Bill Walton's greatest hits calling Sox-Halos
Of all the interesting, entertaining and often mind-boggling comments made by Bill Walton as guest analyst on the White Sox broadcast during their 7-2 victory over the Angels Friday, this following one might have intrigued Chicago fans the most.
“White Sox on their way to winning another championship,” Walton said. “Who's going to stop them?”
Well, for starters, Friday’s win put the White Sox at 55-66 and still a long, long way behind the Twins and Indians in the American League Central and AL Wild Card races. Then again, Walton has a more cosmic view of the world than most, and might have been speaking of a vision he had for a future title on the South Side.
“Where does this team rank in the pantheon of greatest teams in the history of the sport?” Walton later added.
Here’s a look at a few of Walton’s standout lines from his first foray into baseball broadcasting with the great White Sox television play-by-play voice, Jason Benetti.
“Fortunately for all of us, the White Sox have provided me my own translator.”
Walton from the broadcast’s pregame show, during which he talked with Ozzie Guillen, the White Sox manager during the 2005 World Series championship. It’s not often Guillen is the low-key persona in the conversation. Walton made reference a numbers of times to Billy Russo, the official White Sox interpreter.
"Today is National Roller Coaster Day. It’s National Airborne Day. Try to keep me anchored to the planet.”
“You don’t have to start with, 'Let me ask you.' You are going to ask me anyway.”
Walton humorously admonishing Benetti early in the broadcast.
“[Mike] Trout? He’s good. Did you have the salmon for dinner?”
One of Walton’s many references to Trout, quite possibly the greatest player in the game.
“Why doesn’t he bat all the time?”
Walton asking why Trout doesn’t get to hit more than once through the order.
"That’s Trout? Swimming upstream, avoiding all the flies, and sending one ricocheting through the universe."
Walton getting philosophical after Trout homered.
“How about a triple play? Carry it over.”
Walton’s carryover idea might be something to consider.
“I would not be a good catcher. I’m much better at getting high than getting low.”
Yes, we might have the night’s winner right here.

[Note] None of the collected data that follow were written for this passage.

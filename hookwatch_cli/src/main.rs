//! Hookwatch CLI - Watch captured webhooks live
//!
//! Usage:
//!   hookwatch new [--watch]                       Create a capture session
//!   hookwatch watch <SESSION_ID>                  Stream a session's requests
//!   hookwatch fetch <SESSION_ID>                  List earlier requests
//!   hookwatch show <SESSION_ID> <REQUEST_ID>      Show one request
//!   hookwatch config set-relay <URL>              Save the default relay

mod commands;
mod config;
mod render;
mod viewer;

use anyhow::Result;
use clap::{Parser, Subcommand};
use hookwatch_common::constants::{DEFAULT_HISTORY_LIMIT, MAX_HISTORY_LIMIT};
use tracing_subscriber::{layer::SubscriberExt, util::SubscriberInitExt};

#[derive(Parser)]
#[command(name = "hookwatch")]
#[command(author = "Hookwatch Team")]
#[command(version)]
#[command(about = "Watch captured webhooks live", long_about = None)]
struct Cli {
    #[command(subcommand)]
    command: Commands,

    /// Enable verbose logging
    #[arg(short, long, global = true)]
    verbose: bool,

    /// Relay base URL (overrides the config file)
    #[arg(long, global = true, env = "HOOKWATCH_RELAY_URL")]
    relay: Option<String>,
}

#[derive(Subcommand)]
enum Commands {
    /// Create a capture session and print its ingestion URL
    New {
        /// Start watching the new session right away
        #[arg(short, long)]
        watch: bool,
    },

    /// Stream a session's requests as they arrive
    Watch {
        /// Session ID
        session_id: String,

        /// Number of earlier requests to load (0 to skip)
        #[arg(short, long, default_value_t = DEFAULT_HISTORY_LIMIT, value_parser = history_limit)]
        limit: usize,
    },

    /// List a session's earlier requests
    Fetch {
        /// Session ID
        session_id: String,

        /// Page size
        #[arg(short, long, default_value_t = DEFAULT_HISTORY_LIMIT, value_parser = history_limit)]
        limit: usize,

        /// Number of requests to skip
        #[arg(short, long, default_value_t = 0)]
        offset: usize,

        /// Print the raw JSON response
        #[arg(long)]
        json: bool,
    },

    /// Show one captured request
    Show {
        /// Session ID
        session_id: String,

        /// Request ID
        request_id: String,

        /// Print a curl command replaying the request against BASE_URL
        #[arg(
            long,
            value_name = "BASE_URL",
            num_args = 0..=1,
            default_missing_value = "http://localhost:8080"
        )]
        curl: Option<String>,
    },

    /// Manage CLI configuration
    Config {
        #[command(subcommand)]
        action: ConfigAction,
    },
}

#[derive(Subcommand)]
enum ConfigAction {
    /// Save the default relay URL
    SetRelay {
        /// Relay base URL
        url: String,
    },

    /// Show the effective configuration
    Show,
}

fn history_limit(value: &str) -> Result<usize, String> {
    let limit: usize = value.parse().map_err(|_| format!("not a number: {}", value))?;
    if limit > MAX_HISTORY_LIMIT {
        return Err(format!("at most {} requests per page", MAX_HISTORY_LIMIT));
    }
    Ok(limit)
}

#[tokio::main]
async fn main() -> Result<()> {
    let cli = Cli::parse();

    // Initialize logging
    let log_level = if cli.verbose { "debug" } else { "warn" };
    let cli_level = if cli.verbose { "debug" } else { "info" };
    tracing_subscriber::registry()
        .with(
            tracing_subscriber::EnvFilter::try_from_default_env()
                .unwrap_or_else(|_| format!("{},hookwatch_cli={}", log_level, cli_level).into()),
        )
        .with(tracing_subscriber::fmt::layer().without_time())
        .init();

    let relay = cli.relay.as_deref();

    match cli.command {
        Commands::New { watch } => {
            let relay_url = config::Config::load()?.resolve_relay(relay)?;
            commands::new::run(&relay_url, watch).await?;
        }

        Commands::Watch { session_id, limit } => {
            let relay_url = config::Config::load()?.resolve_relay(relay)?;
            commands::watch::run(commands::watch::WatchOptions {
                session_id,
                relay_url,
                limit,
            })
            .await?;
        }

        Commands::Fetch {
            session_id,
            limit,
            offset,
            json,
        } => {
            let relay_url = config::Config::load()?.resolve_relay(relay)?;
            let limit = limit.max(1);
            commands::fetch::run(&relay_url, &session_id, limit, offset, json).await?;
        }

        Commands::Show {
            session_id,
            request_id,
            curl,
        } => {
            let relay_url = config::Config::load()?.resolve_relay(relay)?;
            commands::show::run(&relay_url, &session_id, &request_id, curl).await?;
        }

        Commands::Config { action } => match action {
            ConfigAction::SetRelay { url } => commands::config::set_relay(&url)?,
            ConfigAction::Show => commands::config::show(relay)?,
        },
    }

    Ok(())
}
//! Live request viewer
//!
//! Keeps a local, deduplicated copy of a session's captured requests. The
//! historical listing and the live event feed both write into one
//! `RequestStore`; the feed is kept alive by `EventStreamConsumer`, which
//! reconnects with exponential backoff.

pub mod client;
pub mod consumer;
pub mod policy;
pub mod store;
pub mod transport;

pub use client::RelayClient;
pub use consumer::{ConnectionState, ConsumerError, EventStreamConsumer};
pub use store::{RequestStore, StoreEvent};
pub use transport::SseTransport;
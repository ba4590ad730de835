//! Historical fetch passthrough

use crate::error::RelayError;
use crate::routes::{upstream_rejection, validate_session_id, AppState};
use axum::{
    extract::{Path, Query, State},
    http::header,
    response::{IntoResponse, Response},
    routing::get,
    Router,
};
use hookwatch_common::constants;
use serde::Deserialize;

/// Pagination forwarded to the origin
#[derive(Debug, Deserialize)]
pub struct HistoryQuery {
    pub limit: Option<usize>,
    pub offset: Option<usize>,
}

impl HistoryQuery {
    fn validated_limit(&self) -> usize {
        self.limit
            .unwrap_or(constants::DEFAULT_HISTORY_LIMIT)
            .clamp(1, constants::MAX_HISTORY_LIMIT)
    }
}

/// Build the history router
pub fn router() -> Router<AppState> {
    Router::new().route(
        &format!("{}/{{session_id}}", constants::RELAY_REQUESTS_PREFIX),
        get(fetch_requests),
    )
}

/// Fetch one page of a session's captured requests from the origin
async fn fetch_requests(
    State(state): State<AppState>,
    Path(session_id): Path<String>,
    Query(query): Query<HistoryQuery>,
) -> Result<Response, RelayError> {
    validate_session_id(&session_id)?;

    let origin = state.origin().await?;
    let url = format!(
        "{}{}/{}",
        origin,
        constants::ORIGIN_REQUESTS_PREFIX,
        session_id
    );
    let limit = query.validated_limit();
    let offset = query.offset.unwrap_or(0);

    let response = state
        .http
        .get(&url)
        .query(&[("limit", limit), ("offset", offset)])
        .send()
        .await?;

    if !response.status().is_success() {
        let err = upstream_rejection(response).await;
        tracing::warn!(session_id = %session_id, "History fetch rejected: {}", err);
        return Err(err);
    }

    let body = response.bytes().await?;
    tracing::debug!(session_id = %session_id, bytes = body.len(), "Relayed history page");

    Ok(([(header::CONTENT_TYPE, "application/json")], body).into_response())
}
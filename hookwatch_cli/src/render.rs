//! Terminal rendering of captured requests

use crate::viewer::ConnectionState;
use console::{style, StyledObject};
use hookwatch_common::CapturedRequestEvent;

/// One-line summary of a request
pub fn request_line(request: &CapturedRequestEvent) -> String {
    format!(
        "{}  {}  {}  {}  {}",
        style(request.timestamp.format("%H:%M:%S")).dim(),
        method_style(&request.method),
        truncate_path(&request.path, 60),
        style(format_bytes(request.content_length)).dim(),
        style(&request.request_id).dim()
    )
}

/// Status line for a connection state change; `retries` counts reconnects
/// since the last successful open
pub fn state_line(state: &ConnectionState, retries: u32) -> String {
    match state {
        ConnectionState::Connecting => style("Connecting...").dim().to_string(),
        ConnectionState::Open => style("Connected, waiting for requests").green().to_string(),
        ConnectionState::Reconnecting { attempt, next_delay } => style(format!(
            "Connection lost, retry {} in {}s",
            attempt + 1,
            next_delay.as_secs()
        ))
        .yellow()
        .to_string(),
        ConnectionState::Failed if retries > 0 => {
            style(format!("Connection failed after {} retries", retries))
                .red()
                .bold()
                .to_string()
        }
        ConnectionState::Failed => style("Connection failed").red().bold().to_string(),
    }
}

/// Full request details
pub fn request_details(request: &CapturedRequestEvent) -> String {
    let mut out = format!(
        "{} {}\n",
        method_style(&request.method),
        style(&request.path).bold()
    );
    out.push_str(&format!("  id:        {}\n", request.request_id));
    out.push_str(&format!("  received:  {}\n", request.timestamp.to_rfc3339()));
    if !request.source_address.is_empty() {
        out.push_str(&format!("  from:      {}\n", request.source_address));
    }

    if !request.query_params.is_empty() {
        out.push_str(&format!("\n{}\n", style("Query").bold()));
        for (key, value) in sorted(&request.query_params) {
            out.push_str(&format!("  {} = {}\n", key, value));
        }
    }

    if !request.headers.is_empty() {
        out.push_str(&format!("\n{}\n", style("Headers").bold()));
        for (key, value) in sorted(&request.headers) {
            out.push_str(&format!("  {}: {}\n", style(key).cyan(), value));
        }
    }

    if let Some(body) = request.body.as_deref().filter(|b| !b.is_empty()) {
        out.push_str(&format!("\n{}\n", style("Body").bold()));
        out.push_str(&pretty_body(body));
        out.push('\n');
    }

    out
}

/// Reproduce a request as a curl command against `base_url`
pub fn to_curl(request: &CapturedRequestEvent, base_url: &str) -> String {
    let mut url = format!("{}{}", base_url.trim_end_matches('/'), request.path);
    if !request.query_params.is_empty() {
        let query: Vec<String> = sorted(&request.query_params)
            .into_iter()
            .map(|(k, v)| format!("{}={}", k, v))
            .collect();
        url.push('?');
        url.push_str(&query.join("&"));
    }

    let mut parts = vec!["curl".to_string(), "-X".to_string(), request.method.clone()];
    parts.push(shell_quote(&url));

    for (key, value) in sorted(&request.headers) {
        // Recomputed by curl
        if key.eq_ignore_ascii_case("host") || key.eq_ignore_ascii_case("content-length") {
            continue;
        }
        parts.push("-H".to_string());
        parts.push(shell_quote(&format!("{}: {}", key, value)));
    }

    if let Some(body) = request.body.as_deref().filter(|b| !b.is_empty()) {
        parts.push("--data-raw".to_string());
        parts.push(shell_quote(body));
    }

    parts.join(" ")
}

fn sorted<'a>(
    map: &'a std::collections::HashMap<String, String>,
) -> Vec<(&'a String, &'a String)> {
    let mut entries: Vec<_> = map.iter().collect();
    entries.sort();
    entries
}

/// Single-quote for POSIX shells
fn shell_quote(value: &str) -> String {
    format!("'{}'", value.replace('\'', r"'\''"))
}

fn pretty_body(body: &str) -> String {
    serde_json::from_str::<serde_json::Value>(body)
        .ok()
        .and_then(|value| serde_json::to_string_pretty(&value).ok())
        .unwrap_or_else(|| body.to_string())
}

fn method_style(method: &str) -> StyledObject<String> {
    let styled = style(format!("{:>6}", method)).bold();
    match method {
        "GET" => styled.green(),
        "POST" => styled.yellow(),
        "PUT" => styled.blue(),
        "PATCH" => styled.magenta(),
        "DELETE" => styled.red(),
        "HEAD" => styled.cyan(),
        _ => styled.white(),
    }
}

fn truncate_path(path: &str, max_len: usize) -> String {
    if path.chars().count() > max_len {
        let kept: String = path.chars().take(max_len - 3).collect();
        format!("{}...", kept)
    } else {
        path.to_string()
    }
}

fn format_bytes(bytes: u64) -> String {
    const KB: u64 = 1024;
    const MB: u64 = KB * 1024;

    if bytes >= MB {
        format!("{:.1} MB", bytes as f64 / MB as f64)
    } else if bytes >= KB {
        format!("{:.1} KB", bytes as f64 / KB as f64)
    } else {
        format!("{} B", bytes)
    }
}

“How many innings do they play? Is there a mercy rule if some team gets ahead by 30 runs?”
More game changes proposed by Walton.
“Chico Ruiz would have scored from third on that play.”
Ruiz probably didn’t get this much airtime in total during his big league career.
“The White Sox extend this insurmountable lead.”
It was a 2-0 lead at the time.
We now pause for Walton comparing Welington Castillo’s speed to Usain Bolt, and also suggesting Albert Pujols would steal third when perched on second.
“If you are ever feeling down about life, just put on John Fogerty.”
Staying true to his California roots.
“What a fantastic turn of events if you love the White Sox, and I’m falling in love by the breath.”
Walton called for James McCann’s grand slam in the eighth before it happened, and then celebrated McCann’s second grand slam in the past three games.
“He’s not a Bummer. He’s a meteor. He’s an asteroid soaring through the universe.”
The left-hander’s last name was an easy mark for Walton.
“The White Sox win. Print the banner. Line up the parade.”
OK, still a bit too soon for that.
“I apologize on behalf of the human race for destroying your broadcast, and I hope I don’t ruin your career, which I think I already let that bus go by.”
Walton’s response to Benetti thanking him for being part of the broadcast.
“I’m Bill. This is … .”
Walton had perfect recall of intricate facts about family members of his friends. Somehow he couldn’t remember Benetti’s first name.
Kudos to Benetti for letting Walton follow through with his exceptional commentary, while keeping the focus on a third win in four games for the White Sox. Put him in coach, Bill was ready to play.